But everyone must have a dream no matter how big or small and everyone of us deep down when starting bodybuilding had a deep desire to be the best,you would not find anyone of us saying that they have no potential at the age of 16-18 yrs of age,let everyone dream at least its a possitive thought and not damaging anyone.

Saying that being cocky and arrogant gets you know where especially in this sport so its sometimes best to keep your dreams and goals to yourself and be happy with every little goal achieved.I have competed both naturally for 5 yrs through my 20yrs bodybuilding and also with the ukbff and had my ambitions but have been humble with it and you will get alot of respect for being this way GHS,Best of luck with your training and competition carreer.
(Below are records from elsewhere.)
use async_trait::async_trait;

use crate::namespace::ItemKey;

use super::{Item, QueryPage, QueryRequest, StoreResult};

/// Request/response contract of the single-table key/value store.
///
/// Implementations hold no per-call state, so one instance is shared by
/// every concurrent DAO call.
#[async_trait]
pub trait ItemStore: Send + Sync {
    /// Point read. `None` when the store has no item under `key`.
    async fn get_item(&self, table_name: &str, key: &ItemKey) -> StoreResult<Option<Item>>;

    /// Fetch one page of a partition query.
    async fn query(&self, request: &QueryRequest) -> StoreResult<QueryPage>;

    /// Point write of a full item.
    async fn put_item(&self, table_name: &str, item: Item) -> StoreResult<()>;

    /// Write up to 25 items in one request.
    async fn batch_put(&self, table_name: &str, items: Vec<Item>) -> StoreResult<()>;

    /// Delete an item. Deleting a missing key is not an error.
    async fn delete_item(&self, table_name: &str, key: &ItemKey) -> StoreResult<()>;
}

#[async_trait]
impl<S: ItemStore + ?Sized> ItemStore for std::sync::Arc<S> {
    async fn get_item(&self, table_name: &str, key: &ItemKey) -> StoreResult<Option<Item>> {
        (**self).get_item(table_name, key).await
    }

    async fn query(&self, request: &QueryRequest) -> StoreResult<QueryPage> {
        (**self).query(request).await
    }

    async fn put_item(&self, table_name: &str, item: Item) -> StoreResult<()> {
        (**self).put_item(table_name, item).await
    }

    async fn batch_put(&self, table_name: &str, items: Vec<Item>) -> StoreResult<()> {
        (**self).batch_put(table_name, items).await
    }

    async fn delete_item(&self, table_name: &str, key: &ItemKey) -> StoreResult<()> {
        (**self).delete_item(table_name, key).await
    }
}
As for the main topic Mezza i have seen his pics before and he has a very pleasing physique and condition second to none(maybe me when i was natural lol!!!) his quads and hams/calves are obviously his strong point which do slightly over power his torso(he prob knows this) i have the opposite problem lol! but he is a superb athlete and his comp record speaks for itself never has he not taken home a trophy,how many of you guys who knock him can say that,come to think of it how many of you guys knocking him have ever stepped on stage????? goes back to what i always say never a true bodybuilder until you have competed,and as for the weight game ie im 17-18-19 stone whatever,leave the scales alone noone can see the scales as you walk on the beach fat!!! or even on stage,Mezza has a superb physique and judging by his posing has perfected the art of presentation and entertainment on the bodybuilding stage also(a big let down at alot of shows!) so to me he is a true champion.


----------



## GHS (Oct 6, 2008)

hilly2008 said:


> ronnie coleman won his first olympia while he was still working full time didnt he?? possibly the second one as well.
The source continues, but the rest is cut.